The big day came and I drove to Virginia to meet her.  I couldn't believe how adorable and tiny she was. The pig's owner explained all the vaccinations and feeding routine to me and gave me a bottle with a bag of formula. I quickly found out how the old phrase "you eat like a pig" came to be.  Pansy would grunt when she was hungry and that was often. We kept her in the house for about three months.  My husband and I were doing round the clock feedings with her.  I was really getting that newborn experience.  She would play and take naps with me and loved to get into the dog food bowl anytime she was in the kitchen.  Shew grew quickly.

In the spring, we built her a little house and her very own fenced in pasture.  This little baby we had bottle fed and slept with was now going outside to her own little house? It was like going from infant to college in a short peroid of time.  Our baby had grown up on us.  Richie took her out and introduced her to the new place.  She liked it and immediately went in to her house.  We didn't sleep much that night for fear of something happening to her but she has been happily residing there for five months.

We can't imagine our farm without kunekunes and have decided we want to have more. We are working on that now and have a mail ordered boar piglet coming from California.  We will share many more stories about our pigs and couldn't love more our adorable little baby piglet called Pansy Posie.   

Monday, August 23, 2010

Welcome to Verde Farm!

Hello and welcome to Verde Farm. My husband Richie and I bought this wonderful, old property in 2007. We had lived in the suburbs and always dreamed of buying an older home and fixing it up. Once we found this place, or it found us, we knew it was 'the one.'

We started restoring it right away. A wonderful old barn was on the property, and our first idea was to fix it up and have a man cave for Richie. There was also a spring fed pond near the barn, but over many years it had grown up in cattails and brush making it hard to recognize. It had never crossed our minds we could have animals and start a small farm. Through hours of work and restoration, the barn and pond returned to their previous glory. A little voice told me, "we are ready for a life of our own."

My husband raised biddies when he was a boy and I knew he would love to have a few here. I was also having visions of ducks and ducklings walking in a row to the pond and quickly started looking for our first residents. I found a farmer who had both chickens and ducks and drove out to visit him shortly after.It was heavenly. His barn was full of wonderful sites and sounds. It stirred my soul and my vision started to grow.

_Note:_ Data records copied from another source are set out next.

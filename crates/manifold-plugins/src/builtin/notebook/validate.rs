//! Notebook validation.

use manifold_core::fileset::ResolvedFileSet;
use manifold_core::validation::{ValidationKind, ValidationResult};

use super::format::Notebook;

pub(crate) fn validate(
    files: &ResolvedFileSet,
    primary: &str,
    kind: ValidationKind,
    language: Option<&str>,
) -> ValidationResult {
    match kind {
        ValidationKind::Workflow => notebook(files, primary, language),
        ValidationKind::Tool => ValidationResult::invalid(primary, "Notebooks do not support tools"),
        ValidationKind::TestParams => ValidationResult::valid(),
    }
}

fn notebook(files: &ResolvedFileSet, primary: &str, language: Option<&str>) -> ValidationResult {
    let Some(content) = files.content(primary) else {
        return ValidationResult::invalid(primary, "No notebook file is present");
    };
    let nb = match Notebook::parse(content) {
        Ok(nb) => nb,
        Err(e) => return ValidationResult::invalid(primary, format!("The notebook file is malformed: {e}")),
    };
    match language {
        Some(lang) if !lang.eq_ignore_ascii_case(nb.language()) => {
            ValidationResult::invalid(primary, format!("The notebook programming language must be '{lang}'"))
        }
        _ => ValidationResult::valid(),
    }
}
use std::process::ExitCode;

use anyhow::Result;
use serde::Serialize;

use manifold_core::validation::{ValidationKind, ValidationResult};

use crate::args::{Cli, Target};
use crate::output;

#[derive(Debug, Serialize)]
pub struct ValidateOut<'a> {
    pub kind: &'static str,
    pub root: &'a str,
    #[serde(flatten)]
    pub result: &'a ValidationResult,
}

pub fn run(cli: &Cli, target: &Target, kind: ValidationKind) -> Result<ExitCode> {
    let engine = super::engine(cli)?;
    let (accessor, req) = super::open(&engine, target)?;
    let files = engine.resolve(&accessor, &req)?;
    let result = engine.validate(&files, &req.root_path, &req.language, kind)?;

    if output::is_json() {
        output::print_json(&ValidateOut {
            kind: kind.as_str(),
            root: &req.root_path,
            result: &result,
        })?;
    } else {
        render(kind, &req.root_path, &result)?;
    }
    Ok(super::exit_for(result.valid))
}

pub(crate) fn render(kind: ValidationKind, root: &str, result: &ValidationResult) -> Result<()> {
    let mut w = output::stdout();
    output::status(&mut w, result.valid, &format!("{root} as {}", kind.as_str()))?;
    for (path, msg) in &result.messages {
        output::status(&mut w, result.valid, &format!("{path}: {msg}"))?;
    }
    Ok(())
}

I chose two roosters and three ducks. My farm knowledge was slim to none. To be honest, I didn't even know the difference in a chicken, rooster or a hen. I assumed a duck was a duck and had no idea what to do with them, but I brought them home anyway. Richie lit up when he saw our new residents. I knew that little boy inside him was still in there and ready to care for these beautiful birds. We named the Bantam roosters Buckie and Mack and the ducks, which turned out to be Muscovies, were named Blue, Jenny and Belle.

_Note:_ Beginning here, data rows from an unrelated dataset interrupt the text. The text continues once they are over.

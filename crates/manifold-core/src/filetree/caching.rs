//! Memoizing file tree decorator.
//!
//! Each distinct normalized path reaches the delegate at most once per
//! operation for the lifetime of the cache; `list_paths` is computed at most
//! once. Only successful answers are stored, so a failed accessor call may be
//! retried by a later caller. There is no eviction: a cache is scoped to one
//! resolution call.

use std::cell::{Cell, RefCell};
use std::collections::HashMap;

use serde::Serialize;
use tracing::debug;

use crate::errors::ManifoldResult;
use crate::fileset::FileType;
use crate::path::normalize;

use super::FileTree;

/// Counters exposed for resolution summaries and tests.
#[derive(Debug, Clone, Copy, Default, PartialEq, Eq, Serialize)]
pub struct CacheStats {
    pub reads: u64,
    pub read_hits: u64,
    pub lists: u64,
    pub list_hits: u64,
}

pub struct CachingFileTree<T> {
    inner: T,
    reads: RefCell<HashMap<String, Option<String>>>,
    lists: RefCell<HashMap<String, Vec<String>>>,
    all_paths: RefCell<Option<Vec<String>>>,
    stats: Cell<CacheStats>,
}

impl<T: FileTree> CachingFileTree<T> {
    pub fn new(inner: T) -> Self {
        Self {
            inner,
            reads: RefCell::new(HashMap::new()),
            lists: RefCell::new(HashMap::new()),
            all_paths: RefCell::new(None),
            stats: Cell::new(CacheStats::default()),
        }
    }

    pub fn inner(&self) -> &T {
        &self.inner
    }

    pub fn into_inner(self) -> T {
        self.inner
    }

    pub fn stats(&self) -> CacheStats {
        self.stats.get()
    }

    fn bump(&self, f: impl FnOnce(&mut CacheStats)) {
        let mut s = self.stats.get();
        f(&mut s);
        self.stats.set(s);
    }

    fn cached_read(
        &self,
        path: &str,
        fetch: impl FnOnce(&str) -> ManifoldResult<Option<String>>,
    ) -> ManifoldResult<Option<String>> {
        let key = normalize(path);
        self.bump(|s| s.reads += 1);

        if let Some(hit) = self.reads.borrow().get(&key) {
            debug!(path = %key, "file tree cache hit");
            self.bump(|s| s.read_hits += 1);
            return Ok(hit.clone());
        }

        // The borrow above is released before the delegate runs.
        let content = fetch(&key)?;
        self.reads.borrow_mut().insert(key, content.clone());
        Ok(content)
    }
}

impl<T: FileTree> FileTree for CachingFileTree<T> {
    fn read_file(&self, path: &str) -> ManifoldResult<Option<String>> {
        self.cached_read(path, |key| self.inner.read_file(key))
    }

    fn read_typed(&self, path: &str, file_type: FileType) -> ManifoldResult<Option<String>> {
        self.cached_read(path, |key| self.inner.read_typed(key, file_type))
    }

    fn list_files(&self, dir: &str) -> ManifoldResult<Vec<String>> {
        let key = normalize(dir);
        self.bump(|s| s.lists += 1);

        if let Some(hit) = self.lists.borrow().get(&key) {
            debug!(dir = %key, "file tree listing cache hit");
            self.bump(|s| s.list_hits += 1);
            return Ok(hit.clone());
        }

        let names = self.inner.list_files(&key)?;
        self.lists.borrow_mut().insert(key, names.clone());
        Ok(names)
    }

    fn list_paths(&self) -> ManifoldResult<Vec<String>> {
        if let Some(all) = self.all_paths.borrow().as_ref() {
            return Ok(all.clone());
        }
        let all = self.inner.list_paths()?;
        *self.all_paths.borrow_mut() = Some(all.clone());
        Ok(all)
    }
}

#[cfg(test)]
mod tests {
    use super::*;
    use crate::errors::ManifoldError;
    use std::cell::RefCell;
    use std::collections::HashSet;

    /// Delegate that refuses to answer the same question twice.
    #[derive(Default)]
    struct OnceOnly {
        seen_reads: RefCell<HashSet<String>>,
        seen_lists: RefCell<HashSet<String>>,
        listed_all: Cell<bool>,
    }

    impl FileTree for OnceOnly {
        fn read_file(&self, path: &str) -> ManifoldResult<Option<String>> {
            if !self.seen_reads.borrow_mut().insert(path.to_string()) {
                return Err(ManifoldError::Plugin(format!("second read of {path}")));
            }
            Ok(if path == "/missing" { None } else { Some(format!("content of {path}")) })
        }

        fn list_files(&self, dir: &str) -> ManifoldResult<Vec<String>> {
            if !self.seen_lists.borrow_mut().insert(dir.to_string()) {
                return Err(ManifoldError::Plugin(format!("second listing of {dir}")));
            }
            Ok(vec!["x".to_string()])
        }

        fn list_paths(&self) -> ManifoldResult<Vec<String>> {
            if self.listed_all.replace(true) {
                return Err(ManifoldError::Plugin("second full listing".into()));
            }
            Ok(vec!["/x".to_string()])
        }
    }

    #[test]
    fn repeated_reads_hit_the_cache() {
        let t = CachingFileTree::new(OnceOnly::default());
        for _ in 0..3 {
            assert_eq!(t.read_file("/a.cwl").unwrap().as_deref(), Some("content of /a.cwl"));
        }
        // Equivalent spellings share one entry.
        t.read_file("a.cwl").unwrap();
        t.read_typed("/./a.cwl", FileType::SecondaryDescriptor).unwrap();

        let s = t.stats();
        assert_eq!(s.reads, 5);
        assert_eq!(s.read_hits, 4);
    }

    #[test]
    fn absence_is_cached_too() {
        let t = CachingFileTree::new(OnceOnly::default());
        assert_eq!(t.read_file("/missing").unwrap(), None);
        assert_eq!(t.read_file("/missing").unwrap(), None);
    }

    #[test]
    fn listings_hit_the_cache() {
        let t = CachingFileTree::new(OnceOnly::default());
        assert_eq!(t.list_files("/lib").unwrap(), vec!["x"]);
        assert_eq!(t.list_files("/lib/").unwrap(), vec!["x"]);
        assert_eq!(t.list_paths().unwrap(), vec!["/x"]);
        assert_eq!(t.list_paths().unwrap(), vec!["/x"]);
        assert_eq!(t.stats().list_hits, 1);
    }

    #[test]
    fn delegate_errors_are_not_memoized() {
        struct Flaky(Cell<u32>);
        impl FileTree for Flaky {
            fn read_file(&self, _path: &str) -> ManifoldResult<Option<String>> {
                let n = self.0.get();
                self.0.set(n + 1);
                if n == 0 {
                    Err(ManifoldError::Plugin("transient".into()))
                } else {
                    Ok(Some("ok".into()))
                }
            }
            fn list_files(&self, _dir: &str) -> ManifoldResult<Vec<String>> {
                Ok(Vec::new())
            }
        }

        let t = CachingFileTree::new(Flaky(Cell::new(0)));
        assert!(t.read_file("/a").is_err());
        assert_eq!(t.read_file("/a").unwrap().as_deref(), Some("ok"));
        assert_eq!(t.inner().0.get(), 2);
    }
}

From that day forward, our farm came to life. We knew we didn't have a lot of room with only 12 acres so we looked for miniature varieties of animals. Our first livestock were miniature meditteranean donkeys and we went from one to five in a year and a half. We chose the kunekune pig for it's wonderful size and beautiful disposition. The original roosters were Bantams, which are small chickens with big personalities, and our little farm continues to grow today.

We find Verde Farm to be a special place. Sharing Verde with others through our blog, animals and tours is something we knew we had to do. Our journey here is one of continuous trial, error and learning. We read, google and guess a lot since our first two chickens and three ducks arrived. We've made many mistakes and had many heartbreaks but the joy and laughter far outweigh the sadness. We look forward to sharing our journey with you through this site and anticipate meeting new people and learning new things along the way.

Our best to you and hee haw, oink, oink and cluck, cluck from Verde Farm.